O sorriso fica mais adocicado quando se recorda de Irmã Bernadete. “Metade do que eu sou hoje, agradeço a ela.” Irmã Bernadete é uma freira do Colégio Luiza de Marillac, localizado próximo ao Cingapura, que visitava a favela todos os domingos. Na época, uma das poucas que ia até o local. Lá, dava aulas para as crianças e adolescentes, lia a Bíblia, levava até a Igreja, ao colégio e mostrava uma realidade diferente da permeada por violência, drogas e prostituição das vielas da Zaki. 
Certo dia, Áurea e as amigas foram até a missa de domingo na Igreja de Sant’Ana, como era combinado com a Irmã. Chegando lá, sentaram no primeiro banco, estrategicamente posicionadas para que Bernadete visse cada uma delas. Algum tempo depois, disfarçaram e foram correndo para um salão de baile onde aconteciam matinês aos finais de semana. Entre risadas, Áurea se lembra das travessuras que aprontava com as amigas e de como, apesar de tudo, era possível se divertir.
A vida na época em que ainda não existia o Conjunto Habitacional era sólida. Havia dias em que após voltar do trabalho, a casa tinha sido invadida. Botijão de Gás? Roubado. O que acalenta Áurea é que esse tempo passou e hoje ela pode curtir o segundo ato de sua vida no conforto de seu apartamento. 
No intervalo entre o primeiro e o segundo ato, Áurea e sua família passaram seis meses no alojamento, onde aprenderam a dividir espaço, conviver com a vizinhança e respeitar cada um. “Ali já tivemos uma pré-educação pra vir pros prédios”, conta.
Um cômodo grudado ao outro, com piso e uma janela era tudo o que a família tinha direito. Homens e mulheres com banheiros coletivos e separados por gêneros. Lavanderia comunitária e com hora marcada: aprendizado diário de como é dividir espaço com o outro. Após sair dos barracos, essa realidade já soava melhor do que o chão batido e os tapumes de madeira da favela. 
Acima, fotos de sua filha Ariane no alojamento. Abaixo, fotos já no apartamento.
Quando Paulo Maluf prometeu a entrega dos apartamentos, os olhos começaram a brilhar de uma forma diferente, sinal de que a campainha do segundo ato tocou. A sonhada casa própria com água, luz, saneamento básico e endereço estava próxima. Áurea estava casada com com seu ex-marido, e sua filha havia acabado de completar um ano. De forma inesperada, um apartamento no bloco 23 vagou. Ansiosos, correram com toda a documentação sob o olhar da Assistente Social. 
Há 25 anos Áurea está no ambiente de dois quartos, sala, cozinha, banheiro e lavanderia. Lá, criou seus dois filhos, Ariane Andriele Silva e Cleiton Silva, com direito a comemoração em todos os aniversários. A mãe coruja batalhou para garantir o que estava ao seu alcance: bolo, guaraná e decoração não faltavam nas festinhas para os amigos e familiares. 
Com cinco décadas bem vividas, Áurea escreve agora o terceiro ato de sua vida. Os dois filhos estão casados; Cleiton, mora no Rio de Janeiro e Ariane casou há menos de um ano. O apartamento que sempre esteve movimentado, deu lugar ao silêncio e aos latidos da companhia de sua cachorrinha. 
Batalhadora, desde os 18 anos Áurea trabalha em casas de família como doméstica. Carioca de sangue, mudava de casa o tempo todo, o que a impediu de completar a escola. Foi com a Irmã Bernadete que conseguiu concluir os estudos até a quinta série. Hoje, se questiona se deveria ter continuado o aprendizado.

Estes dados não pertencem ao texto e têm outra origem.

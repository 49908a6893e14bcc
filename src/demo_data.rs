//! Deterministic sample-request generator, used for manual exercising of
//! the HTTP surface and as input to the `bench` binary.

use chrono::{DateTime, Duration as ChronoDuration, TimeZone, Utc};
use rand::prelude::*;
use rand::rngs::StdRng;
use rand::SeedableRng;
use std::collections::HashSet;

use crate::domain::{
    Constraint, ConstraintKind, Employee, Objective, OptimizationOptions, OptimizationRequest,
    Shift, Skill,
};

#[derive(Debug, Clone, Copy, PartialEq, Eq)]
pub enum DemoSize {
    Small,
    Large,
}

impl std::str::FromStr for DemoSize {
    type Err = ();

    fn from_str(s: &str) -> Result<Self, Self::Err> {
        match s.to_uppercase().as_str() {
            "SMALL" => Ok(DemoSize::Small),
            "LARGE" => Ok(DemoSize::Large),
            _ => Err(()),
        }
    }
}

pub fn list_demo_data() -> Vec<&'static str> {
    vec!["SMALL", "LARGE"]
}

struct Parameters {
    departments: Vec<&'static str>,
    required_skills: Vec<&'static str>,
    optional_skills: Vec<&'static str>,
    days_in_schedule: i64,
    employee_count: usize,
    optional_skill_distribution: Vec<(usize, f64)>,
}

impl DemoSize {
    fn parameters(self) -> Parameters {
        match self {
            DemoSize::Small => Parameters {
                departments: vec!["Ambulatory care", "Critical care", "Pediatric care"],
                required_skills: vec!["doctor", "nurse"],
                optional_skills: vec!["anaesthetics", "cardiology"],
                days_in_schedule: 14,
                employee_count: 15,
                optional_skill_distribution: vec![(1, 3.0), (2, 1.0)],
            },
            DemoSize::Large => Parameters {
                departments: vec![
                    "Ambulatory care",
                    "Neurology",
                    "Critical care",
                    "Pediatric care",
                    "Surgery",
                    "Radiology",
                ],
                required_skills: vec!["doctor", "nurse"],
                optional_skills: vec!["anaesthetics", "cardiology", "radiology"],
                days_in_schedule: 28,
                employee_count: 50,
                optional_skill_distribution: vec![(1, 3.0), (2, 1.0)],
            },
        }
    }
}

const FIRST_NAMES: &[&str] = &[
    "Amy", "Beth", "Carl", "Dan", "Elsa", "Flo", "Gus", "Hugo", "Ivy", "Jay",
];
const LAST_NAMES: &[&str] = &[
    "Cole", "Fox", "Green", "Jones", "King", "Li", "Poe", "Rye", "Smith", "Watt",
];

fn pick_count(rng: &mut StdRng, distribution: &[(usize, f64)]) -> usize {
    let total_weight: f64 = distribution.iter().map(|(_, w)| w).sum();
    let mut choice = rng.gen::<f64>() * total_weight;
    for (count, weight) in distribution {
        if choice < *weight {
            return *count;
        }
        choice -= weight;
    }
    distribution.last().map(|(c, _)| *c).unwrap_or(1)
}

fn base_date() -> DateTime<Utc> {
    Utc.with_ymd_and_hms(2024, 1, 1, 0, 0, 0).unwrap()
}

/// Generates a demo optimization request for the given size.
pub fn generate(size: DemoSize) -> OptimizationRequest {
    let params = size.parameters();
    let mut rng = StdRng::seed_from_u64(0);
    let start_date = base_date();

    let employees: Vec<Employee> = (0..params.employee_count)
        .map(|i| {
            let first = FIRST_NAMES[i % FIRST_NAMES.len()];
            let last = LAST_NAMES[(i / FIRST_NAMES.len()) % LAST_NAMES.len()];
            let name = format!("{first} {last}");
            let email = format!("{}.{}@example.com", first.to_lowercase(), last.to_lowercase());

            let mut skills = vec![Skill {
                name: params.required_skills.choose(&mut rng).unwrap().to_string(),
                level: None,
            }];
            let optional_count = pick_count(&mut rng, &params.optional_skill_distribution);
            skills.extend(
                params
                    .optional_skills
                    .choose_multiple(&mut rng, optional_count.min(params.optional_skills.len()))
                    .map(|s| Skill {
                        name: s.to_string(),
                        level: None,
                    }),
            );

            Employee::new(format!("emp-{i}"), name, email, skills)
        })
        .collect();

    let shift_start_hours = [6, 14, 22];
    let mut shifts = Vec::new();
    let mut shift_idx = 0usize;

    for day in 0..params.days_in_schedule {
        let date = start_date + ChronoDuration::days(day);
        for department in &params.departments {
            for &hour in &shift_start_hours {
                let start_time = date + ChronoDuration::hours(hour);
                let end_time = start_time + ChronoDuration::hours(8);

                let mut required_skills = HashSet::new();
                required_skills.insert(
                    if rng.gen_bool(0.5) {
                        params.required_skills.choose(&mut rng)
                    } else {
                        params.optional_skills.choose(&mut rng)
                    }
                    .copied()
                    .unwrap_or("doctor")
                    .to_string(),
                );

                let shift = Shift::new(
                    format!("shift-{shift_idx}"),
                    department.to_string(),
                    required_skills,
                    1,
                    rng.gen_range(1..=3),
                    start_time,
                    end_time,
                )
                .expect("demo shift parameters are always valid");
                shifts.push(shift);
                shift_idx += 1;
            }
        }
    }

    let constraints = vec![
        Constraint {
            id: "max-hours".to_string(),
            kind: ConstraintKind::MaxHours {
                max_hours: 40.0,
                period_in_days: 7,
            },
            priority: 1,
            active: true,
        },
        Constraint {
            id: "min-rest".to_string(),
            kind: ConstraintKind::MinRest {
                min_rest_hours: 8.0,
            },
            priority: 1,
            active: true,
        },
        Constraint {
            id: "fair-distribution".to_string(),
            kind: ConstraintKind::FairDistribution,
            priority: 2,
            active: true,
        },
    ];

    let end_date = start_date + ChronoDuration::days(params.days_in_schedule);

    OptimizationRequest {
        employees,
        shifts,
        constraints,
        current_schedules: Vec::new(),
        start_date,
        end_date,
        options: OptimizationOptions {
            objective: Objective::Balance,
            allow_overtime: false,
            max_optimization_time: 30,
            solution_count: 3,
        },
    }
}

         “Mas ainda dá tempo, né? Depois que passar a pandemia quero voltar a estudar também. (…)                                                        Terminar pelo menos o ensino médio.”

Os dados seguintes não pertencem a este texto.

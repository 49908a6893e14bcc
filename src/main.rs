//! Process entry point: tracing init, router assembly, bind, serve.

use tracing_subscriber::layer::SubscriberExt;
use tracing_subscriber::util::SubscriberInitExt;
use tracing_subscriber::EnvFilter;

use shift_optimizer::{api, config::Config};

#[tokio::main]
async fn main() {
    tracing_subscriber::registry()
        .with(tracing_subscriber::fmt::layer())
        .with(EnvFilter::from_default_env())
        .init();

    let config = Config::from_env();
    let app = api::router();

    tracing::info!(addr = %config.bind_addr, "starting optimization service");
    let listener = tokio::net::TcpListener::bind(config.bind_addr)
        .await
        .expect("failed to bind listener");
    axum::serve(listener, app).await.expect("server error");
}
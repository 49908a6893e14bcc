//! HTTP surface: `/health`, `/`, and `POST /optimize`.

use axum::extract::{FromRequest, Request};
use axum::routing::{get, post};
use axum::{Json, Router};
use serde::Serialize;
use std::collections::HashMap;
use tower_http::cors::CorsLayer;
use tower_http::trace::TraceLayer;
use uuid::Uuid;

use crate::dto::{OptimizationRequestDto, OptimizationResponseDto, OptimizationStatus, SolutionDto};
use crate::error::OptimizeError;
use crate::facade::{OutcomeStatus, ScheduleSolver};

/// Wraps `axum::Json` so a malformed or schema-violating request body
/// surfaces as the same 422 the rest of the core uses for ill-formed
/// requests, rather than axum's default 400.
struct StrictJson<T>(T);

impl<S, T> FromRequest<S> for StrictJson<T>
where
    T: serde::de::DeserializeOwned,
    S: Send + Sync,
{
    type Rejection = OptimizeError;

    async fn from_request(req: Request, state: &S) -> Result<Self, Self::Rejection> {
        match Json::<T>::from_request(req, state).await {
            Ok(Json(value)) => Ok(StrictJson(value)),
            Err(rejection) => Err(OptimizeError::InvalidRequest {
                reason: rejection.body_text(),
            }),
        }
    }
}

pub fn router() -> Router {
    Router::new()
        .route("/health", get(health))
        .route("/", get(service_info))
        .route("/optimize", post(optimize))
        .layer(CorsLayer::permissive())
        .layer(TraceLayer::new_for_http())
}

/// Wire-compatibility version string for `/health` and `/`, independent of
/// this crate's own `Cargo.toml` version.
const SERVICE_VERSION: &str = "1.0.0";

#[derive(Debug, Serialize)]
struct HealthResponse {
    status: &'static str,
    service: &'static str,
    version: &'static str,
}

async fn health() -> Json<HealthResponse> {
    Json(HealthResponse {
        status: "healthy",
        service: "optimization-service",
        version: SERVICE_VERSION,
    })
}

#[derive(Debug, Serialize)]
struct ServiceInfoResponse {
    service: &'static str,
    version: &'static str,
    endpoints: HashMap<&'static str, &'static str>,
}

async fn service_info() -> Json<ServiceInfoResponse> {
    let mut endpoints = HashMap::new();
    endpoints.insert("health", "/health");
    endpoints.insert("optimize", "/optimize (POST)");
    Json(ServiceInfoResponse {
        service: "optimization-service",
        version: SERVICE_VERSION,
        endpoints,
    })
}

/// `POST /optimize`: parses the request, drives the solver on a blocking
/// thread, and wraps the outcome in the response envelope.
async fn optimize(
    StrictJson(dto): StrictJson<OptimizationRequestDto>,
) -> Result<Json<OptimizationResponseDto>, OptimizeError> {
    let optimization_id = format!("opt_{}", &Uuid::new_v4().simple().to_string()[..8]);

    let request = dto.into_domain()?;
    let span = tracing::info_span!("optimize", optimization_id = %optimization_id);
    let outcome = tokio::task::spawn_blocking(move || span.in_scope(|| ScheduleSolver::solve(&request)))
        .await
        .map_err(|e| OptimizeError::Solver(format!("solver task panicked: {e}")))??;

    let status = match outcome.status {
        OutcomeStatus::Completed => OptimizationStatus::Completed,
        OutcomeStatus::Failed => OptimizationStatus::Failed,
    };
    let solutions: Vec<SolutionDto> = outcome.solutions.iter().map(SolutionDto::from).collect();

    Ok(Json(OptimizationResponseDto {
        optimization_id,
        status,
        solutions,
        total_solve_time: outcome.total_solve_time_ms,
        message: outcome.message,
    }))
}
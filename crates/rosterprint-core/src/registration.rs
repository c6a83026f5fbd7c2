//! Bulk registration payloads.
//!
//! A registration shares level, sport, age bracket, gender, coach and school
//! across several athletes. Entries without a name or a photo are skipped;
//! photos are read from disk and inlined as base64 data URLs.

use std::path::{Path, PathBuf};
use std::str::FromStr;

use base64::engine::general_purpose::STANDARD as B64;
use base64::Engine;
use thiserror::Error;
use tracing::{debug, info};

use crate::models::{AthleteUpdate, Level, NewAthlete, DEFAULT_SUB_CATEGORY};

#[derive(Error, Debug)]
pub enum RegistrationError {
    #[error("{0} is required")]
    MissingField(&'static str),

    #[error("At least one athlete needs both a name and a photo")]
    NoCompleteEntries,

    #[error("Could not read photo {path}: {source}")]
    Photo {
        path: PathBuf,
        #[source]
        source: std::io::Error,
    },

    #[error("Invalid entry '{0}': expected NAME;BIRTHDATE;PHOTO")]
    InvalidEntry(String),
}

/// One row of the bulk form.
#[derive(Debug, Clone, Default, PartialEq, Eq)]
pub struct BulkEntry {
    pub name: String,
    pub birth_date: String,
    pub photo: Option<PathBuf>,
}

impl BulkEntry {
    /// Rows missing a name or photo are left out of the submission.
    pub fn is_complete(&self) -> bool {
        !self.name.trim().is_empty() && self.photo.is_some()
    }
}

impl FromStr for BulkEntry {
    type Err = RegistrationError;

    /// Parse `NAME;BIRTHDATE;PHOTO`. Birth date and photo may be empty.
    fn from_str(s: &str) -> Result<Self, Self::Err> {
        let mut parts = s.split(';').map(str::trim);
        let name = parts.next().unwrap_or_default();
        let birth_date = parts.next().unwrap_or_default();
        let photo = parts.next().unwrap_or_default();
        if parts.next().is_some() {
            return Err(RegistrationError::InvalidEntry(s.to_string()));
        }

        Ok(Self {
            name: name.to_string(),
            birth_date: birth_date.to_string(),
            photo: (!photo.is_empty()).then(|| PathBuf::from(photo)),
        })
    }
}

/// A bulk registration for one sport bracket.
#[derive(Debug, Clone)]
pub struct Registration {
    pub level: Level,
    pub sport: String,
    pub age: String,
    pub gender: String,
    pub coach: String,
    pub school: String,
    pub entries: Vec<BulkEntry>,
}

impl Registration {
    fn check_required(&self) -> Result<(), RegistrationError> {
        let required = [
            ("Sport", &self.sport),
            ("Age bracket", &self.age),
            ("Gender", &self.gender),
            ("School", &self.school),
        ];
        for (field, value) in required {
            if value.trim().is_empty() {
                return Err(RegistrationError::MissingField(field));
            }
        }
        Ok(())
    }

    /// Build the `save` payload, reading and inlining each photo.
    pub fn build_payload(&self) -> Result<Vec<NewAthlete>, RegistrationError> {
        self.check_required()?;

        let complete: Vec<&BulkEntry> = self.entries.iter().filter(|e| e.is_complete()).collect();
        if complete.is_empty() {
            return Err(RegistrationError::NoCompleteEntries);
        }
        let skipped = self.entries.len() - complete.len();
        if skipped > 0 {
            info!(skipped = skipped, "Skipping entries without a name or photo");
        }

        complete
            .into_iter()
            .map(|entry| -> Result<NewAthlete, RegistrationError> {
                let image_blob = match &entry.photo {
                    Some(path) => Some(inline_photo(path)?),
                    None => None,
                };
                Ok(NewAthlete {
                    level: self.level,
                    sport_type: self.sport.trim().to_string(),
                    sub_category: DEFAULT_SUB_CATEGORY.to_string(),
                    age: self.age.trim().to_string(),
                    gender: self.gender.trim().to_string(),
                    name: entry.name.trim().to_string(),
                    birth_date: entry.birth_date.clone(),
                    school: self.school.clone(),
                    coach: self.coach.trim().to_string(),
                    image_blob,
                    image_url: String::new(),
                    note: String::new(),
                })
            })
            .collect()
    }
}

/// Attach a replacement photo to an update.
pub fn with_new_photo(mut update: AthleteUpdate, photo: &Path) -> Result<AthleteUpdate, RegistrationError> {
    update.image_blob = Some(inline_photo(photo)?);
    Ok(update)
}

/// MIME type for a photo, from its file extension.
pub fn mime_for_path(path: &Path) -> &'static str {
    let ext = path
        .extension()
        .and_then(|e| e.to_str())
        .map(|e| e.to_ascii_lowercase())
        .unwrap_or_default();
    match ext.as_str() {
        "jpg" | "jpeg" => "image/jpeg",
        "png" => "image/png",
        "gif" => "image/gif",
        "webp" => "image/webp",
        "heic" => "image/heic",
        "bmp" => "image/bmp",
        _ => "application/octet-stream",
    }
}

/// Read `path` and encode it as a `data:` URL.
pub fn inline_photo(path: &Path) -> Result<String, RegistrationError> {
    let bytes = std::fs::read(path).map_err(|source| RegistrationError::Photo {
        path: path.to_path_buf(),
        source,
    })?;
    debug!(path = %path.display(), bytes = bytes.len(), "Inlining photo");
    Ok(format!("data:{};base64,{}", mime_for_path(path), B64.encode(bytes)))
}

Cheia de sonhos na bagagem, Áurea não é do tipo “Zaki minha quebrada, nasci aqui, morri aqui”. É fato que se orgulha de ter criado filhos que hoje trilham seus próprios caminhos, ter encontrado amizades verdadeiras no local e um cantinho para chamar de seu. 

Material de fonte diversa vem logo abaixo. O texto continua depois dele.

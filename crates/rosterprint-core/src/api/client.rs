//! Client for the spreadsheet-backed athlete store.
//!
//! The store is a Google Apps Script web app. Every call is a POST whose body
//! is a JSON object with an `action` field, sent as `text/plain` so browsers
//! treat it as a simple request; the script parses the body itself.

use std::time::Duration;

use reqwest::{header, Client};
use serde::{de::DeserializeOwned, Deserialize};
use serde_json::{json, Value};
use tracing::{debug, warn};

use crate::models::{Athlete, AthleteUpdate, NewAthlete};

use super::StoreError;

// ============================================================================
// Constants
// ============================================================================

/// HTTP request timeout in seconds.
/// Apps Script cold starts plus photo uploads in a bulk save can be slow.
const REQUEST_TIMEOUT_SECS: u64 = 60;

/// Maximum number of retries for rate-limited (429) requests.
const MAX_RATE_LIMIT_RETRIES: u32 = 3;

/// Initial backoff delay in milliseconds for rate limiting.
const INITIAL_BACKOFF_MS: u64 = 1000;

const PLAIN_TEXT_UTF8: &str = "text/plain;charset=utf-8";

/// Result envelope the script returns for write actions.
#[derive(Debug, Deserialize)]
struct StoreResponse {
    #[serde(default)]
    success: bool,
    count: Option<usize>,
    error: Option<String>,
}

impl StoreResponse {
    fn into_result(self) -> Result<Option<usize>, StoreError> {
        if self.success {
            Ok(self.count)
        } else {
            Err(StoreError::Rejected(
                self.error.unwrap_or_else(|| "unknown error".to_string()),
            ))
        }
    }
}

fn parse_json<T: DeserializeOwned>(body: &str) -> Result<T, StoreError> {
    serde_json::from_str(body).map_err(|e| {
        StoreError::InvalidResponse(format!("{}: {}", e, StoreError::truncate_body(body)))
    })
}

/// Decode the body of a `get` call.
///
/// A JSON array is the athlete list. An object is an error envelope from the
/// script; anything else is a protocol error rather than an empty roster.
pub(crate) fn parse_athlete_list(body: &str) -> Result<Vec<Athlete>, StoreError> {
    let value: Value = parse_json(body)?;
    match value {
        Value::Array(_) => serde_json::from_value(value)
            .map_err(|e| StoreError::InvalidResponse(format!("Bad athlete row: {}", e))),
        Value::Object(_) => {
            let envelope: StoreResponse = serde_json::from_value(value)
                .map_err(|e| StoreError::InvalidResponse(e.to_string()))?;
            envelope.into_result()?;
            Err(StoreError::InvalidResponse(
                "Expected a list of athletes".to_string(),
            ))
        }
        other => Err(StoreError::InvalidResponse(format!(
            "Expected a list of athletes, got {}",
            StoreError::truncate_body(&other.to_string())
        ))),
    }
}

/// Store client. Clone is cheap - reqwest::Client uses Arc internally.
#[derive(Clone)]
pub struct StoreClient {
    client: Client,
    script_url: String,
}

impl StoreClient {
    /// Create a new client for the web app at `script_url`
    pub fn new(script_url: impl Into<String>) -> Result<Self, StoreError> {
        let script_url = script_url.into();
        if script_url.trim().is_empty() {
            return Err(StoreError::NotConfigured);
        }

        let client = Client::builder()
            .timeout(Duration::from_secs(REQUEST_TIMEOUT_SECS))
            .build()?;

        Ok(Self { client, script_url })
    }

    pub fn script_url(&self) -> &str {
        &self.script_url
    }

    /// POST one action and return the raw response body, retrying on 429.
    async fn call(&self, payload: &Value) -> Result<String, StoreError> {
        let action = payload["action"].as_str().unwrap_or("?");
        let body = serde_json::to_string(payload)?;
        let mut retries = 0;
        let mut backoff_ms = INITIAL_BACKOFF_MS;

        loop {
            debug!(action = action, bytes = body.len(), "Sending store request");
            let response = self
                .client
                .post(&self.script_url)
                .header(header::CONTENT_TYPE, PLAIN_TEXT_UTF8)
                .body(body.clone())
                .send()
                .await?;

            let status = response.status();
            if status.is_success() {
                return Ok(response.text().await?);
            }

            if status.as_u16() == 429 {
                retries += 1;
                if retries > MAX_RATE_LIMIT_RETRIES {
                    return Err(StoreError::RateLimited);
                }
                warn!(action = action, retry = retries, backoff_ms = backoff_ms, "Rate limited, backing off");
                tokio::time::sleep(Duration::from_millis(backoff_ms)).await;
                backoff_ms *= 2;
                continue;
            }

            let text = response.text().await.unwrap_or_default();
            warn!(action = action, status = %status, "Store request failed");
            return Err(StoreError::from_status(status, &text));
        }
    }

    /// Fetch every registered athlete.
    pub async fn get_athletes(&self) -> Result<Vec<Athlete>, StoreError> {
        let body = self.call(&json!({ "action": "get" })).await?;
        let athletes = parse_athlete_list(&body)?;
        debug!(count = athletes.len(), "Fetched athletes");
        Ok(athletes)
    }

    /// Save a batch of new athletes; returns how many the store wrote.
    pub async fn save_athletes(&self, athletes: &[NewAthlete]) -> Result<usize, StoreError> {
        if athletes.is_empty() {
            return Ok(0);
        }
        let body = self
            .call(&json!({ "action": "save", "data": athletes }))
            .await?;
        let response: StoreResponse = parse_json(&body)?;
        let count = response.into_result()?.unwrap_or(athletes.len());
        debug!(count = count, "Saved athletes");
        Ok(count)
    }

    pub async fn update_athlete(&self, id: &str, update: &AthleteUpdate) -> Result<(), StoreError> {
        let body = self
            .call(&json!({ "action": "update", "id": id, "data": update }))
            .await?;
        let response: StoreResponse = parse_json(&body)?;
        response.into_result()?;
        debug!(id = id, "Updated athlete");
        Ok(())
    }

    pub async fn delete_athlete(&self, id: &str) -> Result<(), StoreError> {
        let body = self.call(&json!({ "action": "delete", "id": id })).await?;
        let response: StoreResponse = parse_json(&body)?;
        response.into_result()?;
        debug!(id = id, "Deleted athlete");
        Ok(())
    }
}

#[cfg(test)]
mod tests {
    use super::*;

    #[test]
    fn test_new_requires_url() {
        assert!(matches!(StoreClient::new("  "), Err(StoreError::NotConfigured)));
        let client = StoreClient::new("https://script.example/exec").unwrap();
        assert_eq!(client.script_url(), "https://script.example/exec");
    }

    #[test]
    fn test_parse_athlete_list() {
        let body = r#"[{"id": "a1", "name": "สมชาย ใจดี", "sportType": "ตะกร้อ", "age": "12", "gender": "ชาย"},
                       {"id": 2, "name": "Jane Doe", "age": 10}]"#;
        let athletes = parse_athlete_list(body).unwrap();
        assert_eq!(athletes.len(), 2);
        assert_eq!(athletes[0].sport_type, "ตะกร้อ");
        assert_eq!(athletes[1].id, "2");
        assert_eq!(athletes[1].age, "10");
        assert_eq!(athletes[1].gender, "");
    }

    #[test]
    fn test_parse_athlete_list_error_envelope() {
        let err = parse_athlete_list(r#"{"success": false, "error": "Sheet not found"}"#).unwrap_err();
        assert!(matches!(err, StoreError::Rejected(ref msg) if msg == "Sheet not found"));
    }

    #[test]
    fn test_parse_athlete_list_rejects_garbage() {
        assert!(matches!(
            parse_athlete_list("<html>Moved</html>"),
            Err(StoreError::InvalidResponse(_))
        ));
        assert!(matches!(
            parse_athlete_list("42"),
            Err(StoreError::InvalidResponse(_))
        ));
        assert!(parse_athlete_list("[]").unwrap().is_empty());
    }

    #[test]
    fn test_store_response_into_result() {
        let ok: StoreResponse = serde_json::from_str(r#"{"success": true, "count": 3}"#).unwrap();
        assert_eq!(ok.into_result().unwrap(), Some(3));

        let no_count: StoreResponse = serde_json::from_str(r#"{"success": true}"#).unwrap();
        assert_eq!(no_count.into_result().unwrap(), None);

        let failed: StoreResponse = serde_json::from_str(r#"{"success": false}"#).unwrap();
        assert!(matches!(failed.into_result(), Err(StoreError::Rejected(ref m)) if m == "unknown error"));

        // A bare object without the flag counts as a failure
        let empty: StoreResponse = serde_json::from_str("{}").unwrap();
        assert!(empty.into_result().is_err());
    }
}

Com o pé no chão e em meio a risadas cheias de vida, fala: “eu quero ir embora, não sei pra onde ainda, mas eu quero ir.  Tudo tem começo, meio e fim. Quero ir, quando tiver a oportunidade, quero ir embora sim. Também não é só ficar pensando assim, né? Tem que correr atrás, ver, fazer, melhorar, procurar. Aí uma hora dá certo”.